Collected data
== Segment start ==

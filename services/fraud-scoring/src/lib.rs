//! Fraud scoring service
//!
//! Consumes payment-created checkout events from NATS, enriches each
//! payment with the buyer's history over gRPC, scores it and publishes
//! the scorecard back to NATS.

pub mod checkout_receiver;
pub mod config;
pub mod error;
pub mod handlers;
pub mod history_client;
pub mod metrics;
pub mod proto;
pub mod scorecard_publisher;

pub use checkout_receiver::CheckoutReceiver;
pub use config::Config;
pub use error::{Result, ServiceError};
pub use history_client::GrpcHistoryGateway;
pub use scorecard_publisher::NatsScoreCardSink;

== Segment end ==
== Segment start ==

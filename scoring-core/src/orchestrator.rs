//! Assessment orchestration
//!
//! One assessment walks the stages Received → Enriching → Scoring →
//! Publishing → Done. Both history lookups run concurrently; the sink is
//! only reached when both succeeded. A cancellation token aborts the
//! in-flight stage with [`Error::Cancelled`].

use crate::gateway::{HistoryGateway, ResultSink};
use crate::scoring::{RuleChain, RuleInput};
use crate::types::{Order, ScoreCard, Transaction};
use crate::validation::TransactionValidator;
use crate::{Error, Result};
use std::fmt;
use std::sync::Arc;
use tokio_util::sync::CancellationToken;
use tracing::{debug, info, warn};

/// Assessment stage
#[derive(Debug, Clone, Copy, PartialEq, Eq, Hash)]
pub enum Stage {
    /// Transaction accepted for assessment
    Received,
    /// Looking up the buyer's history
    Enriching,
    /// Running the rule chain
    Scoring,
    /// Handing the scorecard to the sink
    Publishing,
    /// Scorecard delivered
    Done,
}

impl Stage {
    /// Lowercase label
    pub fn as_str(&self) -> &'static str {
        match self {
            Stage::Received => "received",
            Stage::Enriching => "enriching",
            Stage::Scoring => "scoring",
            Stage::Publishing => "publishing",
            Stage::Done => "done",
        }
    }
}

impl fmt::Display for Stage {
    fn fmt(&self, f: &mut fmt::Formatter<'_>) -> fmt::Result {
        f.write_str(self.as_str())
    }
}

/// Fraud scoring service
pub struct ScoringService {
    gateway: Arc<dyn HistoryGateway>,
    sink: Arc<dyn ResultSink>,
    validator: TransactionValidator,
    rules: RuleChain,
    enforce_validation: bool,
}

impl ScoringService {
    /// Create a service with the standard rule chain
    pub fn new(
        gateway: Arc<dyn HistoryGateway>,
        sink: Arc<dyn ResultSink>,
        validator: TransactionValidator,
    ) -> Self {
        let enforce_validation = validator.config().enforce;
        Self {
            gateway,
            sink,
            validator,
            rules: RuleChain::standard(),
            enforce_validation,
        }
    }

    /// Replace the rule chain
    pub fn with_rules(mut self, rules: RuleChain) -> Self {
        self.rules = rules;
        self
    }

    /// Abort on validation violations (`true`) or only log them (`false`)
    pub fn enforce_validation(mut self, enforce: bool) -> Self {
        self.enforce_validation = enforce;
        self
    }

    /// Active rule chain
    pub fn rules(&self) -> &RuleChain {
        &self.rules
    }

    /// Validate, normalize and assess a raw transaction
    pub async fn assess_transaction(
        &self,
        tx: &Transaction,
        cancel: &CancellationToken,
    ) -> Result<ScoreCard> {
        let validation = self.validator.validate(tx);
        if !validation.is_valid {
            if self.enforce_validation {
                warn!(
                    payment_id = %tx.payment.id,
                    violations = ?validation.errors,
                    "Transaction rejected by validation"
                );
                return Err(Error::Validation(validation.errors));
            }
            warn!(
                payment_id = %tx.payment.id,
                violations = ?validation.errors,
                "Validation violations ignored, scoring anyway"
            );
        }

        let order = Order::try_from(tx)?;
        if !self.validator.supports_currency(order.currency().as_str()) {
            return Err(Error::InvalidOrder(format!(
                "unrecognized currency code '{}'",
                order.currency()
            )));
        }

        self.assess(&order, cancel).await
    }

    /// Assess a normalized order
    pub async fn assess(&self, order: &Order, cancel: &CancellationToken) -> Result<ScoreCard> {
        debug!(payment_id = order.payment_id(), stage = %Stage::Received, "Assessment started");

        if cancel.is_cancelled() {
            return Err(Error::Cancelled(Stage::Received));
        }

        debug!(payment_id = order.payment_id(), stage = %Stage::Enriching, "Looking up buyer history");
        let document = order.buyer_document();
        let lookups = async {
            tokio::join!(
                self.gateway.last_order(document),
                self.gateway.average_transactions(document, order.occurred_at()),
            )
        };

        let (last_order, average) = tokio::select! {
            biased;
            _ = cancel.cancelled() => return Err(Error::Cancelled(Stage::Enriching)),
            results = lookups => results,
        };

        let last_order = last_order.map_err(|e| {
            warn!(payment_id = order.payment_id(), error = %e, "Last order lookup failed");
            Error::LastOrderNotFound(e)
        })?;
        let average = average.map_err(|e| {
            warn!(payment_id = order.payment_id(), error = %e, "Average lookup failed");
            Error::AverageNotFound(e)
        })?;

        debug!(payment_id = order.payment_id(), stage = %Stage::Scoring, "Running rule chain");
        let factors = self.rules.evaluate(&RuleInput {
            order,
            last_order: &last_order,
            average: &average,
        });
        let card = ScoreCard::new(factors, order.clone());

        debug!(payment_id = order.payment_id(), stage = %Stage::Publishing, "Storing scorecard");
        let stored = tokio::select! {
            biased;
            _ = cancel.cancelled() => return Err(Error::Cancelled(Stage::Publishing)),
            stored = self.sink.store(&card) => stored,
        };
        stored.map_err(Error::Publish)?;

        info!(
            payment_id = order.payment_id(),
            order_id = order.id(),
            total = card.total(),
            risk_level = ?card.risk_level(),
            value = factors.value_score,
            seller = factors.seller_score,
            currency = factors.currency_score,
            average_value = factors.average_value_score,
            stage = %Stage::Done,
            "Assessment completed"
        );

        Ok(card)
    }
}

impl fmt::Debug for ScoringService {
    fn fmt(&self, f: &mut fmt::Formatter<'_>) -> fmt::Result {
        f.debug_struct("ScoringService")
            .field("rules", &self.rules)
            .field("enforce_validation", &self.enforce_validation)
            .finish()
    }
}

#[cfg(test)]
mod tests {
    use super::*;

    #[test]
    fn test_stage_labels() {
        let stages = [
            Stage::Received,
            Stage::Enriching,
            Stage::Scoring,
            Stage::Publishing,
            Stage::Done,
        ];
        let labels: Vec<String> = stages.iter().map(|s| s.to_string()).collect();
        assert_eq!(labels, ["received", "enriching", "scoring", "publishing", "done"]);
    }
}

== Segment end ==
== Segment start ==

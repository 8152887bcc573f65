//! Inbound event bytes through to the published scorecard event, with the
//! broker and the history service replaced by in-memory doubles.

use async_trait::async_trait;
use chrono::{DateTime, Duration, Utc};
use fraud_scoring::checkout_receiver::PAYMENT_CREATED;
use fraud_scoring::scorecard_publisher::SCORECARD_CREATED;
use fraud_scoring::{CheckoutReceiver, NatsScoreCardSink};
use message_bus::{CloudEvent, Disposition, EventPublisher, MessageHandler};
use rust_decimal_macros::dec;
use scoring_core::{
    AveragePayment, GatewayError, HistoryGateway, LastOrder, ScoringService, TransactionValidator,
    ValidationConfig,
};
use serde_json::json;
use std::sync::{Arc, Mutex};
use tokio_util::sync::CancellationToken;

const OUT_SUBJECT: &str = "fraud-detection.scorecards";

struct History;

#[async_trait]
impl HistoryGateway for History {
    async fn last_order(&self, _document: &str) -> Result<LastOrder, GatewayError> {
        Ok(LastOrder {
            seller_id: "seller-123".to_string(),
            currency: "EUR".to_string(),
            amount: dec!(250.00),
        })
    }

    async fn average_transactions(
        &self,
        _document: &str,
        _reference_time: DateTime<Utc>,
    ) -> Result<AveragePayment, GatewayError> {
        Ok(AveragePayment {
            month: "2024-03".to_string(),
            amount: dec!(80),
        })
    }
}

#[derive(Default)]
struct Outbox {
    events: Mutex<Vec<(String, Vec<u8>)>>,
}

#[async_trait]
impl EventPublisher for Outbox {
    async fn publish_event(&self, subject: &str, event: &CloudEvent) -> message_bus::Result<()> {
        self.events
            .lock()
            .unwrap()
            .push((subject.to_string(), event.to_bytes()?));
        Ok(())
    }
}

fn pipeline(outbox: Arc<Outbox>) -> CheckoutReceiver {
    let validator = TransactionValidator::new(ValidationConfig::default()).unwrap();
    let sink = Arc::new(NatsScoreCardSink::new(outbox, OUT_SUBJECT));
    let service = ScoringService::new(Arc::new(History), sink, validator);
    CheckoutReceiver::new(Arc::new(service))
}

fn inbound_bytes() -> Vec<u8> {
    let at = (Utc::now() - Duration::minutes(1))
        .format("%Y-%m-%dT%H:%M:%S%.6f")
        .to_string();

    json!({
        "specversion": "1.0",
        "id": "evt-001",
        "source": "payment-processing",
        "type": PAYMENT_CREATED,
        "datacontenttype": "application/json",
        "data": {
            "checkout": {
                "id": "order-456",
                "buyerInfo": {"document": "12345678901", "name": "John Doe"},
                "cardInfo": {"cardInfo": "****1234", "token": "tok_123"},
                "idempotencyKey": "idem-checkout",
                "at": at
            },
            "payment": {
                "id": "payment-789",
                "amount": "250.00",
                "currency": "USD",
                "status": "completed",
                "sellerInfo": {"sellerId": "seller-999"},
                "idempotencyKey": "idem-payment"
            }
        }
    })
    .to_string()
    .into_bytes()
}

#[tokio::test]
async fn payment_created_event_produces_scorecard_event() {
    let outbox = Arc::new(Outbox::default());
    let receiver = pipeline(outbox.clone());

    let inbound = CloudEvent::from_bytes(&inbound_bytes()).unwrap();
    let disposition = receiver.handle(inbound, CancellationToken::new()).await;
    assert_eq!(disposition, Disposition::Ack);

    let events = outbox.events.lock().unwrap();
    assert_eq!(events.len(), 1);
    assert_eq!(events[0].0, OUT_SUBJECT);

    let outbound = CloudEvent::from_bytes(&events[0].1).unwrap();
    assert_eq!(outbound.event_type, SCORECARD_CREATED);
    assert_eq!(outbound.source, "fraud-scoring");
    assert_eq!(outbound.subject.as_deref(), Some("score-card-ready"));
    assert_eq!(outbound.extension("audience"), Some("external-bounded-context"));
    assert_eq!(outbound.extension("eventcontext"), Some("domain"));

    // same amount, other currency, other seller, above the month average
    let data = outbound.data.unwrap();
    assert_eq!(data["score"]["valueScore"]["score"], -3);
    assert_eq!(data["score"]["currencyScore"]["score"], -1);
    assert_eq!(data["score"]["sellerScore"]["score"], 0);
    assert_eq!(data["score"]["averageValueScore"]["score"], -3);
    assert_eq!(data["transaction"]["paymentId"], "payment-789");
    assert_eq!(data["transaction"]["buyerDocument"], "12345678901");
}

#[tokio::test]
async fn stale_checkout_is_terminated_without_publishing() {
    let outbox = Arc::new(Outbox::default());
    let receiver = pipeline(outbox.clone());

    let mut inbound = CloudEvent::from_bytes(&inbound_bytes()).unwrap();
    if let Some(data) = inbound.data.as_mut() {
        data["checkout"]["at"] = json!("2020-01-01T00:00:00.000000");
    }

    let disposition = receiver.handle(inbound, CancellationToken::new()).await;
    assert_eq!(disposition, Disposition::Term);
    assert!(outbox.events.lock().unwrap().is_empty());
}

== Segment end ==

Activity |
Starting with the line above that holds "filename services/fraud-scoring/src/lib.rs" and stopping with the line that holds "pub use scorecard_publisher::NatsScoreCardSink;", reproduce each line exactly, omitting all other lines.

Exercise result |
filename services/fraud-scoring/src/lib.rs
//! Fraud scoring service
//!
//! Consumes payment-created checkout events from NATS, enriches each
//! payment with the buyer's history over gRPC, scores it and publishes
//! the scorecard back to NATS.

pub mod checkout_receiver;
pub mod config;
pub mod error;
pub mod handlers;
pub mod history_client;
pub mod metrics;
pub mod proto;
pub mod scorecard_publisher;

pub use checkout_receiver::CheckoutReceiver;
pub use config::Config;
pub use error::{Result, ServiceError};
pub use history_client::GrpcHistoryGateway;
pub use scorecard_publisher::NatsScoreCardSink;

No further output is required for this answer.